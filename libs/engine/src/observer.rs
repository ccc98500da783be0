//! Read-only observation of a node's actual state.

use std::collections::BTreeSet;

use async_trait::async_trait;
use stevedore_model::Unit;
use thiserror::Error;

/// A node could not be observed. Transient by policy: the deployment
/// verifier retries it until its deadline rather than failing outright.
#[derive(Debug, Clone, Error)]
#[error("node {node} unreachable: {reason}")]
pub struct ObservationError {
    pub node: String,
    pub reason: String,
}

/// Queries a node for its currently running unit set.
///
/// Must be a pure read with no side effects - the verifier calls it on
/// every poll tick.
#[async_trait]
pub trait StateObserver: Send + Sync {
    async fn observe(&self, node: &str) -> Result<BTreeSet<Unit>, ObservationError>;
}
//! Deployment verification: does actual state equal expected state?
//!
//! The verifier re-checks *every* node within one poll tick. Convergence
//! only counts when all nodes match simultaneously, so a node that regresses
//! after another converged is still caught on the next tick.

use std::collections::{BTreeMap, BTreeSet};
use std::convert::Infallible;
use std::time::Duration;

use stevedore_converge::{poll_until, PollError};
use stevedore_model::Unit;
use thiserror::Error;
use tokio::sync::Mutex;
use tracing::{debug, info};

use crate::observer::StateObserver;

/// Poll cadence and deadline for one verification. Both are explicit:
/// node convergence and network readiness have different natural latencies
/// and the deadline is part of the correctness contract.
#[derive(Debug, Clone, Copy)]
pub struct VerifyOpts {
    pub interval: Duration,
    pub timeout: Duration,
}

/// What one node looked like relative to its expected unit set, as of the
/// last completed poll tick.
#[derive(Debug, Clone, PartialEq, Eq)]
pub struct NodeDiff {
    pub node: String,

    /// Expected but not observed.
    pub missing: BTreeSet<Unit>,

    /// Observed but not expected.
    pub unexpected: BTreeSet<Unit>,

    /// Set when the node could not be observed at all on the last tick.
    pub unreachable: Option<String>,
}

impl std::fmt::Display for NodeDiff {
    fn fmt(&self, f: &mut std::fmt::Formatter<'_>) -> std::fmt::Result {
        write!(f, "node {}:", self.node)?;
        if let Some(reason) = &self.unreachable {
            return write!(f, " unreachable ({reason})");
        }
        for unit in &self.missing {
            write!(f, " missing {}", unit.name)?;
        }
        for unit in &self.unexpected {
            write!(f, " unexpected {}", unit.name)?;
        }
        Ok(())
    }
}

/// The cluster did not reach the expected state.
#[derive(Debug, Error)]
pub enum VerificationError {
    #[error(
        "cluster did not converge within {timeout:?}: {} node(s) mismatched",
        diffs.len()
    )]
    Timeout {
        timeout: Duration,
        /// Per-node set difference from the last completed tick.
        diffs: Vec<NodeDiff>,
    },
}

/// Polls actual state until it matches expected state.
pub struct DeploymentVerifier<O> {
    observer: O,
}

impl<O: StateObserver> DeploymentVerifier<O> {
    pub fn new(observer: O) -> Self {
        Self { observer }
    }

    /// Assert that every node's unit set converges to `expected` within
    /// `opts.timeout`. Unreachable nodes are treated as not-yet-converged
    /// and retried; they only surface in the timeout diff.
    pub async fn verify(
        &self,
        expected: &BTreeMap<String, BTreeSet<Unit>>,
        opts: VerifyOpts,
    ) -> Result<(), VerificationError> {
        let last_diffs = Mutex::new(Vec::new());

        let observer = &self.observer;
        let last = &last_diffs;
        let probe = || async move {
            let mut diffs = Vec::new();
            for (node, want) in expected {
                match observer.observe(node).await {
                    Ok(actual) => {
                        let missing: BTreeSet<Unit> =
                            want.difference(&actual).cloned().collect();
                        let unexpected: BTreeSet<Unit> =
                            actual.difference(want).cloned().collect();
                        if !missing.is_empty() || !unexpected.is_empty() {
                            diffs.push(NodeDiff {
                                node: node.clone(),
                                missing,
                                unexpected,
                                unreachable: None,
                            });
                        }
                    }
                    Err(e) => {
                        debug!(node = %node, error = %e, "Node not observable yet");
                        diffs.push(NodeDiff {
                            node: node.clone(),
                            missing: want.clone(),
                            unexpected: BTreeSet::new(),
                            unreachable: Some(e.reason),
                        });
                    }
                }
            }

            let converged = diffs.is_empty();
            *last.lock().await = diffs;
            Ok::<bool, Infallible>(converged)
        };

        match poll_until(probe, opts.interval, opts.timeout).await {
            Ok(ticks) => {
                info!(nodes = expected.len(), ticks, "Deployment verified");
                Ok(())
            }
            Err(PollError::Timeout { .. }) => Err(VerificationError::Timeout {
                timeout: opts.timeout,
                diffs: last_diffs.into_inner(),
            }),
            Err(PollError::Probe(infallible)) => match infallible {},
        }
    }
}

...

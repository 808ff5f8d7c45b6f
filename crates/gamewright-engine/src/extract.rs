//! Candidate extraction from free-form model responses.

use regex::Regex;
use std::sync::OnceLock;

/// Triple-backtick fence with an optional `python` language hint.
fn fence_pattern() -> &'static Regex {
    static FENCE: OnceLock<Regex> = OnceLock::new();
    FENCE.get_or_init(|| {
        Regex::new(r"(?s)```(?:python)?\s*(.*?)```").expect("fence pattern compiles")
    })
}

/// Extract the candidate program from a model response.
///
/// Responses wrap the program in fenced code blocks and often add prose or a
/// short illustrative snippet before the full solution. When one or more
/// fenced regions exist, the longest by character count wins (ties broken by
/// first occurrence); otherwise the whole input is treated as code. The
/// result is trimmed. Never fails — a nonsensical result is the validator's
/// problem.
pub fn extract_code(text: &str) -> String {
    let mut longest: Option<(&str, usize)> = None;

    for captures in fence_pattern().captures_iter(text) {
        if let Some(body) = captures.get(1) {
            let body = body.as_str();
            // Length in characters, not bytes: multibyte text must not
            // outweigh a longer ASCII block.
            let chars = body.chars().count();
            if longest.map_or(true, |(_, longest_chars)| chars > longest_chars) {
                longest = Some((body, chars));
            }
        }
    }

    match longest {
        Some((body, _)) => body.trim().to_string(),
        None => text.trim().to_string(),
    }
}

...

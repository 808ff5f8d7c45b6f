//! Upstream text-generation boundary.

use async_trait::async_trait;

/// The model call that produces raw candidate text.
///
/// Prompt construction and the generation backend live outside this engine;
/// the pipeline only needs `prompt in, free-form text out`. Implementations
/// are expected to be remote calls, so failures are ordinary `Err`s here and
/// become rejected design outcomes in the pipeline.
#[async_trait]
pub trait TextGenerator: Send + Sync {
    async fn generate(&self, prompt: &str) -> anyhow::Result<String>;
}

*EXERCISE REQUIREMENTS:*
Only lines with the word "BTreeMap" are needed. Copy them from the preceding records.

*RESPONSE AREA:*
use std::collections::{BTreeMap, BTreeSet};
        expected: &BTreeMap<String, BTreeSet<Unit>>,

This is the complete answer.